EXERCISE DATA:
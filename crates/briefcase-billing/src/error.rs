use thiserror::Error;

#[derive(Error, Debug)]
pub enum BillingError {
    #[error("Payment processor error ({status}): {message}")]
    Processor { status: u16, message: String },

    #[error("Payment processor unreachable: {0}")]
    Transport(#[from] reqwest::Error),

    #[error("Cannot {action} while {state}")]
    InvalidTransition { state: String, action: &'static str },

    #[error("Session {0} does not belong to the requesting user")]
    SessionOwnership(String),

    #[error("Invalid session id: {0}")]
    InvalidSessionId(String),

    #[error("Session {0} has no subscription")]
    NoSubscription(String),
}

pub type Result<T> = std::result::Result<T, BillingError>;
// OpenAI-compatible chat completions client

use crate::config::OpenAIConfig;
use crate::streaming::parse_chat_sse_stream;
use crate::traits::{
    ChatClient, ChatOptions, ChatRequest, ChatResponse, EventStream, ResponseFormat, TokenUsage,
};
use crate::types::{Content, Message};
use anyhow::{Context, Result};
use async_trait::async_trait;
use reqwest::header::{HeaderMap, HeaderValue, AUTHORIZATION, CONTENT_TYPE};
use serde::{Deserialize, Serialize};
use serde_json::{Map, Value};

pub const OPENAI_API_BASE: &str = "https://api.openai.com/v1";

/// OpenAI client (HTTP direct, no SDK)
pub struct OpenAIClient {
    http_client: reqwest::Client,
    base_url: String,
}

impl OpenAIClient {
    /// Create new client with API key against the public endpoint
    pub fn new(api_key: impl Into<String>) -> Result<Self> {
        Self::from_config(&OpenAIConfig::new(api_key))
    }

    pub fn from_config(config: &OpenAIConfig) -> Result<Self> {
        let mut headers = HeaderMap::new();
        headers.insert(CONTENT_TYPE, HeaderValue::from_static("application/json"));
        headers.insert(
            AUTHORIZATION,
            HeaderValue::from_str(&format!("Bearer {}", config.api_key))
                .context("Invalid API key format")?,
        );

        let http_client = reqwest::Client::builder()
            .default_headers(headers)
            .build()
            .context("Failed to create HTTP client")?;

        Ok(Self {
            http_client,
            base_url: config
                .base_url
                .as_deref()
                .unwrap_or(OPENAI_API_BASE)
                .trim_end_matches('/')
                .to_string(),
        })
    }

    pub fn base_url(&self) -> &str {
        &self.base_url
    }

    /// Build chat completion request payload
    fn build_chat_request(
        &self,
        model: &str,
        messages: &[Message],
        options: &ChatOptions,
        stream: bool,
    ) -> Value {
        let openai_messages: Vec<Value> = messages.iter().map(convert_message).collect();

        let mut obj = Map::new();
        obj.insert("model".to_string(), Value::from(model));
        obj.insert("messages".to_string(), Value::Array(openai_messages));
        obj.insert("stream".to_string(), Value::Bool(stream));

        if let Some(temp) = options.temperature {
            obj.insert("temperature".to_string(), serde_json::json!(temp));
        }
        if let Some(max_tokens) = options.max_tokens {
            obj.insert("max_tokens".to_string(), serde_json::json!(max_tokens));
        }
        if let Some(seed) = options.seed {
            obj.insert("seed".to_string(), serde_json::json!(seed));
        }
        if options.response_format == ResponseFormat::JsonObject {
            obj.insert(
                "response_format".to_string(),
                serde_json::json!({ "type": "json_object" }),
            );
        }

        Value::Object(obj)
    }

    async fn post_completion(&self, payload: &Value) -> Result<reqwest::Response> {
        let response = self
            .http_client
            .post(format!("{}/chat/completions", self.base_url))
            .json(payload)
            .send()
            .await
            .context("Failed to send request")?;

        if !response.status().is_success() {
            let status = response.status();
            let error_text = response.text().await.unwrap_or_default();
            anyhow::bail!("OpenAI API error ({}): {}", status, error_text);
        }

        Ok(response)
    }
}

/// Convert our Message type to OpenAI format
fn convert_message(message: &Message) -> Value {
    serde_json::json!({
        "role": message.role().as_str(),
        "content": convert_content(message.content()),
    })
}

fn convert_content(content: &Content) -> Value {
    match content {
        Content::Text(s) => Value::from(s.as_str()),
        Content::Parts(_) => Value::from(content.to_plain_text()),
    }
}

#[async_trait]
impl ChatClient for OpenAIClient {
    async fn chat(&self, request: ChatRequest) -> Result<ChatResponse> {
        let payload = self.build_chat_request(
            &request.model,
            &request.messages,
            &request.options,
            false,
        );

        let response = self.post_completion(&payload).await?;

        let raw: OpenAIChatResponse = response
            .json()
            .await
            .context("Failed to parse response")?;

        let choice = raw.choices.first();
        Ok(ChatResponse {
            content: choice.and_then(|c| c.message.content.clone()),
            usage: raw.usage.as_ref().map(|u| TokenUsage {
                input_tokens: u.prompt_tokens,
                output_tokens: u.completion_tokens,
                total_tokens: u.total_tokens,
            }),
            finish_reason: choice.and_then(|c| c.finish_reason.clone()),
            raw: serde_json::to_value(&raw)?,
        })
    }

    async fn chat_stream(&self, request: ChatRequest) -> Result<EventStream> {
        let payload = self.build_chat_request(
            &request.model,
            &request.messages,
            &request.options,
            true,
        );

        let response = self.post_completion(&payload).await?;
        tracing::debug!(model = %request.model, "Chat stream opened");

        Ok(parse_chat_sse_stream(response.bytes_stream()))
    }
}

#[derive(Debug, Clone, Serialize, Deserialize)]
struct OpenAIChatResponse {
    #[serde(default)]
    pub id: String,
    #[serde(default)]
    pub model: String,
    pub choices: Vec<Choice>,
    pub usage: Option<Usage>,
}

#[derive(Debug, Clone, Serialize, Deserialize)]
struct Choice {
    pub index: u32,
    pub message: ResponseMessage,
    pub finish_reason: Option<String>,
}

#[derive(Debug, Clone, Serialize, Deserialize)]
struct ResponseMessage {
    pub role: String,
    pub content: Option<String>,
}

#[derive(Debug, Clone, Serialize, Deserialize)]
struct Usage {
    pub prompt_tokens: u32,
    pub completion_tokens: u32,
    pub total_tokens: u32,
}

REQUIREMENT: In the entries above, how many lines hold the word "BillingError"? Answer with the number only.

WRITTEN SOLUTION: 2